Michele Bachmann is the latest member of Congress to demonstrate that she does not completely understand unemployment legislation.
In a statement to MinnPost on Tuesday, the Minnesota Republican criticized the deal President Obama crafted with Republican leaders to preserve rich people's tax cuts for two years and extend unemployment benefits for 13 months.
"As part of the compromise, the President wants to extend unemployment benefits for another 13 months," Bachmann said. "Unemployment benefits are already at a historical length of 99 weeks, and the President's request would push benefits to three years."
Problem is, the president's request would do no such thing. It would preserve the 99 weeks by reauthorizing Emergency Unemployment Compensation and Extended Benefits programs, which together provide up to 73 weeks of benefits beyond the standard 26 funded by states.
Proposals to give the long-term unemployed in hardest-hit states an additional 20 weeks of benefits do exist, but those plans are going nowhere.
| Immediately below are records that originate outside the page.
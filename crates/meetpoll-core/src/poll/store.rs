use async_trait::async_trait;
use chrono::{DateTime, Utc};

use super::model::Poll;
use crate::error::CoreError;

/// Persistence for polls with compare-and-set on [`Poll::version`].
#[async_trait]
pub trait PollStore: Send + Sync {
    /// Store a freshly created poll.
    async fn insert(&self, poll: &Poll) -> Result<(), CoreError>;

    async fn get(&self, poll_id: &str) -> Result<Option<Poll>, CoreError>;

    /// Persist `poll` only if the stored version still equals
    /// `expected_version`.
    ///
    /// # Errors
    /// `DatabaseError::VersionConflict` when another writer got there first.
    async fn save(&self, poll: &Poll, expected_version: u64) -> Result<(), CoreError>;

    /// Ids of open polls whose deadline is at or before `now`.
    async fn list_expired_open(&self, now: DateTime<Utc>) -> Result<Vec<String>, CoreError>;

    /// Ids of closed polls whose outcome has not reached the meeting store.
    async fn list_uncommitted_closed(&self) -> Result<Vec<String>, CoreError>;
}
(The version of the statement on Bachmann's website is better. It says, "Unemployment benefits are already at a historical length of 99 weeks, and the President's request will cost another $56 billion.")
Sen. John Barrasso (R-Wyo.) made a similar mistake on the Senate floor last week. "This is about people who have been collecting unemployment benefits for 99 weeks," Barrasso said, incorrectly. Sen. Debbie Stabenow (D-Mich.) followed up by saying, strangely, that the bill would give people laid off that Thursday the "same opportunity to receive some temporary help as the person who lost their job on Monday or Tuesday."
HuffPost first reported in November that members of Congress don't understand the difference between extending benefits and reauthorizing benefits. Congress failed to reauthorize the extended benefits before they lapsed last week, jeopardizing aid for two million long-term unemployed this month alone.
Not understanding unemployment legislation is different than not having a clue about what it's like to struggle to find work, but that's another story.